WORK REQUEST — Retype, exactly as they appear below, the lines between the line holding "pub fn new()" and the line holding "pub fn duplicate_languages(&self)", both ends included.
>>>
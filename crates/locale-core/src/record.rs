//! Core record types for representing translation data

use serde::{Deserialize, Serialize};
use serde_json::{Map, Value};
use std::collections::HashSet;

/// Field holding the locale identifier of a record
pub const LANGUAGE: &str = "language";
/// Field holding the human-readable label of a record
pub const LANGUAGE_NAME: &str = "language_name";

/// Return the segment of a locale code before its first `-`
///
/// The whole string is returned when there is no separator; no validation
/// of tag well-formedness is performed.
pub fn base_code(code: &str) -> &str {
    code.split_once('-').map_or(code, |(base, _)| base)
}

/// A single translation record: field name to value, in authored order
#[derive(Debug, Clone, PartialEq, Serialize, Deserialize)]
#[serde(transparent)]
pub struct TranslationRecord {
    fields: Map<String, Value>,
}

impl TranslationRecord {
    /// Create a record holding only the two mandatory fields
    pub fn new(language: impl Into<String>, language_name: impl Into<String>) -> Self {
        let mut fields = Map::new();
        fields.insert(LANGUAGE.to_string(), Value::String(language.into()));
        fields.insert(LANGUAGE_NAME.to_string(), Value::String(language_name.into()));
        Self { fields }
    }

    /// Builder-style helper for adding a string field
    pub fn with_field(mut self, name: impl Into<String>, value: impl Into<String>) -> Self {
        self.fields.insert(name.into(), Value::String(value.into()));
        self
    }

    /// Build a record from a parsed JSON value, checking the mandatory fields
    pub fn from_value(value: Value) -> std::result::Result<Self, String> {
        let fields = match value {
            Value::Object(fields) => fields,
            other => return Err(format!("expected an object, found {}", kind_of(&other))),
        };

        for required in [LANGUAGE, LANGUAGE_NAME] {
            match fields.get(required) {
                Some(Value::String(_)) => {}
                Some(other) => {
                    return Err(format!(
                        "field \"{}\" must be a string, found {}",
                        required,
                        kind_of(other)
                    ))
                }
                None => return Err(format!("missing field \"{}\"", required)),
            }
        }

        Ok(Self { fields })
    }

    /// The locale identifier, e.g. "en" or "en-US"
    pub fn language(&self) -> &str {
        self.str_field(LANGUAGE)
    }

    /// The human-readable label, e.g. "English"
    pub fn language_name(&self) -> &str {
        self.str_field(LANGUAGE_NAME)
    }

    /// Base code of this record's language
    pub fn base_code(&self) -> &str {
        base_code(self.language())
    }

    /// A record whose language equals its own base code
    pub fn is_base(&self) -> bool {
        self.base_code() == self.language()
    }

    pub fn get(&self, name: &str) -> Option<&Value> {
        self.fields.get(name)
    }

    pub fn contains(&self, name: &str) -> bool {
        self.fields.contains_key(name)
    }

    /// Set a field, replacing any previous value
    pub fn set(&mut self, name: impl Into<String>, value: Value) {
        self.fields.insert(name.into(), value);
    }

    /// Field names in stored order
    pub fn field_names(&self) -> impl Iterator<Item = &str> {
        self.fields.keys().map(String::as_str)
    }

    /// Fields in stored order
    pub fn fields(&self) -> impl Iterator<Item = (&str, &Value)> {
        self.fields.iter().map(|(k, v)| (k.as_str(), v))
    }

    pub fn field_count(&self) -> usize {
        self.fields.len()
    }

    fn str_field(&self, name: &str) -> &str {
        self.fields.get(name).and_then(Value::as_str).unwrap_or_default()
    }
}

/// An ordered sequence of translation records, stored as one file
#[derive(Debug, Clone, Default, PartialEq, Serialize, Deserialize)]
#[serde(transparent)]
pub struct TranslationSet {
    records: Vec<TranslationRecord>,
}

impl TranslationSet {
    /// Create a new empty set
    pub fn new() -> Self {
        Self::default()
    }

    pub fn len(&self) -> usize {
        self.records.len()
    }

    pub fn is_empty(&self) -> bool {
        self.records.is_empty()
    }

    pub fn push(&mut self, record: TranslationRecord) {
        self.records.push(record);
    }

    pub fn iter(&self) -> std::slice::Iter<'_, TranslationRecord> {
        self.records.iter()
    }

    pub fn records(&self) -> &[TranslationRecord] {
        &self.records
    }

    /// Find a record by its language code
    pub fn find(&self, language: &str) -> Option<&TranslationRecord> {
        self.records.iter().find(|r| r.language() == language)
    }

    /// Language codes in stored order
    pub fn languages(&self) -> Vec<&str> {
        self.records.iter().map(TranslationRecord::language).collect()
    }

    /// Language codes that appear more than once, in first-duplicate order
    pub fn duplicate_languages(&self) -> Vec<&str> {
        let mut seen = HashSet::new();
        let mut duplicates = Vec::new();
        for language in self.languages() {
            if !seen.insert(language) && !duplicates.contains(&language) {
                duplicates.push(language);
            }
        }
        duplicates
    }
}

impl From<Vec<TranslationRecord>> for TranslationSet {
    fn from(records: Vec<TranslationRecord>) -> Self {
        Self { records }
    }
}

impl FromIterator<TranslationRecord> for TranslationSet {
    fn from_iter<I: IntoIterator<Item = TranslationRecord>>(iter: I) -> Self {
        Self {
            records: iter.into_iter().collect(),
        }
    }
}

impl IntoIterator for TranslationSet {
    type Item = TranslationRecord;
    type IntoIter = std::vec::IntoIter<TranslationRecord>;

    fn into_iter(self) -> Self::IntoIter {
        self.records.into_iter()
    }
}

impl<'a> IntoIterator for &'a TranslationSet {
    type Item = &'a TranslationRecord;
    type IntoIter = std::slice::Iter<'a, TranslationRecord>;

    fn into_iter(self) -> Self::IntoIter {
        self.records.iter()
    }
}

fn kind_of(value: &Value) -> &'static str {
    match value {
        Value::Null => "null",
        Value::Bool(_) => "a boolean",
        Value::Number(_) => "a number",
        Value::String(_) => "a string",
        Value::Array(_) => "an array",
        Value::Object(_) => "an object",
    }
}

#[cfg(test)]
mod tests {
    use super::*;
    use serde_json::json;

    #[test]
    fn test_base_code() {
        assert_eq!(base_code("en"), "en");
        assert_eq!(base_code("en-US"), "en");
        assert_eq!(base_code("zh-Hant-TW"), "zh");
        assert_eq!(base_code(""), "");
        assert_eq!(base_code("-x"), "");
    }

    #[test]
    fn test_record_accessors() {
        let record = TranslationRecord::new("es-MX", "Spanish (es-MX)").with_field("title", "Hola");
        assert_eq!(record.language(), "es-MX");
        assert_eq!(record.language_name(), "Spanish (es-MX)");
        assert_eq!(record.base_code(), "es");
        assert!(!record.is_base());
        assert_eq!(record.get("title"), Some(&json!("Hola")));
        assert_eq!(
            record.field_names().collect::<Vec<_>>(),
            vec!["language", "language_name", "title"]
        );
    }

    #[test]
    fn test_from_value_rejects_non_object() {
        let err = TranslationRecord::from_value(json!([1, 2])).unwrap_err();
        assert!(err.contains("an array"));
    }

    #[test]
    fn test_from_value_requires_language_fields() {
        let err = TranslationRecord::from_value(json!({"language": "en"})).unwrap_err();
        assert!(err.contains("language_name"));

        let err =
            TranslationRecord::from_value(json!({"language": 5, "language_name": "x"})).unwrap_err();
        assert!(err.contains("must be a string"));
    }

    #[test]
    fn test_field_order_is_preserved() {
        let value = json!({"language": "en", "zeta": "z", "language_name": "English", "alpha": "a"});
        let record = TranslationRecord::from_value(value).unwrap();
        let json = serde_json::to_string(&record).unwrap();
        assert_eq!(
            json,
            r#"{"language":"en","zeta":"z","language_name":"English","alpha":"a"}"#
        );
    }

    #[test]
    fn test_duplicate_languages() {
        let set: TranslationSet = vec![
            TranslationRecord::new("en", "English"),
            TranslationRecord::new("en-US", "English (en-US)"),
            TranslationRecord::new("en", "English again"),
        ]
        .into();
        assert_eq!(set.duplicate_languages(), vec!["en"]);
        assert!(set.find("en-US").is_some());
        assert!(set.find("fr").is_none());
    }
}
<<<
REPLY —
    pub fn new() -> Self {
        Self::default()
    }

    pub fn len(&self) -> usize {
        self.records.len()
    }

    pub fn is_empty(&self) -> bool {
        self.records.is_empty()
    }

    pub fn push(&mut self, record: TranslationRecord) {
        self.records.push(record);
    }

    pub fn iter(&self) -> std::slice::Iter<'_, TranslationRecord> {
        self.records.iter()
    }

    pub fn records(&self) -> &[TranslationRecord] {
        &self.records
    }

    /// Find a record by its language code
    pub fn find(&self, language: &str) -> Option<&TranslationRecord> {
        self.records.iter().find(|r| r.language() == language)
    }

    /// Language codes in stored order
    pub fn languages(&self) -> Vec<&str> {
        self.records.iter().map(TranslationRecord::language).collect()
    }

    /// Language codes that appear more than once, in first-duplicate order
    pub fn duplicate_languages(&self) -> Vec<&str> {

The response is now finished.